Yes! Actually do it, find a time to sit and close your eyes, breath deeply and disconnect from the external reality. This doesn’t have to be in the traditional style that most people think of- the main goal is clarity. Whatever gets you in that headspace- do it. Once a day, find a way to fit it into your everyday routine.
I love making lists, it is something I can do to get all my goals for the day/week/month/year into a linear format. But I have made a mistake, a little while ago I heard
“If you have more than 3 things on your to-do list that day, you have zero”
This is something I never thought much about but it seems to resinate, learning to space out what needs to be accomplished so you don’t feel overwhelmed or like there is no time in the day for you to do what you need, is not living, it’s rushing through life trying to check as many boxes as you can.
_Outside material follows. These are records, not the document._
//! Headless scenario runner for CI and balance checks.
//!
//! Loads a RON [`Scenario`] (ASCII map, structures, simulation config),
//! drives the simulation without a player and reports a JSON summary.
//!
//! - **Balance runs**: how far do the defences hold against escalating waves
//! - **CI verification**: the same scenario and seed must always produce the
//!   same final state
//!
//! # Example
//!
//! ```bash
//! # Run the built-in outpost scenario
//! cargo run -p td_headless -- run --ticks 2000
//!
//! # Run a scenario file with a tuning override
//! cargo run -p td_headless -- run --scenario maze.ron --config hard.ron
//!
//! # Verify determinism
//! cargo run -p td_headless -- verify --scenario maze.ron --runs 8
//! ```

pub mod runner;
pub mod scenario;

pub use runner::{run_scenario, verify_determinism, RunConfig, RunOutcome, RunSummary, VerifyReport};
pub use scenario::{Scenario, ScenarioError};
Now is the time- more than ever when it feels like you shouldn’t take risks, you should be getting a degree, planning for your future, and maybe even saving for retirement. Which are all nobel and responsible choices- but fuck that. Now is the time- more than ever to take the big risks! Figure out what you really want and not what has been spoon fed to you through the media/peers/family members. If you have an inkling to get out into the mountains for a few weeks and photograph the wildlife and scenery, go.
15. You’re still a kid
No one looks at someone in their 20’s and expects them to have it all together; remember that the next time you are feeling down on yourself for eating cold leftover pizza for breakfast. But more importantly know that you don’t have it all figured out (which is a probably something you would wish to forget) but that its okay! Don’t let the unknown diminish your curiosity- keep asking why!
16. Eat something green
I know being in your twenties means you are broke, but please don’t buy that triple shot vanilla latte with extra whip cream and instead- eat some broccoli, or peas, or cucumber, or spinach! Anything that made you squirm as a youngin’ that you can stand now: eat it! Take care of yourself, they weren’t wrong when they said you are what you eat.
“I don’t have time” is not an excuse since you’re reading this right now. Stop right now and go if you must- if that’s what will get you there. Not only will working out regularly make you feel better but you’ll look better too! Building a gym habit is not something that comes easy and maybe your version of exercise is a hike, bike ride, or even a walk around town, whatever it is: move.
18. Read more
Don’t forget the pleasure that can be derived from literature. There is so much to be learned within the pages of books- it may be hard at first but once you find an author you like- you find people who like that author- who have found other authors like them- who in turn know more people who like this new author, and you could read forever, and read forever you should.
19. Get good rest
Did you read that right? I did not say sleep, I said good rest. This does not include coming home at one in the morning falling into bed with your light still on- only to wake up at four in the morning to turn it off and put pajamas on, to fall back asleep for a few more hours before your morning class. To sleep well is to live well, which means dedicating 7+ hours a night to sleep, sleep is your bodies chance to fall back into homeostasis, besides who doesn’t love to dream?
20. It’s okay
You are after all, young, not alone, and on the internet. Life is hard but you are strong and there is always someone around if you need them to listen. You know what is best for you- and though it is hard to navigate through this hectic western society, I truly believe you can make the right decision after a few deep breaths. So breathe young one, not knowing what to do is part of the journey, so you’re on the right track. Keep going.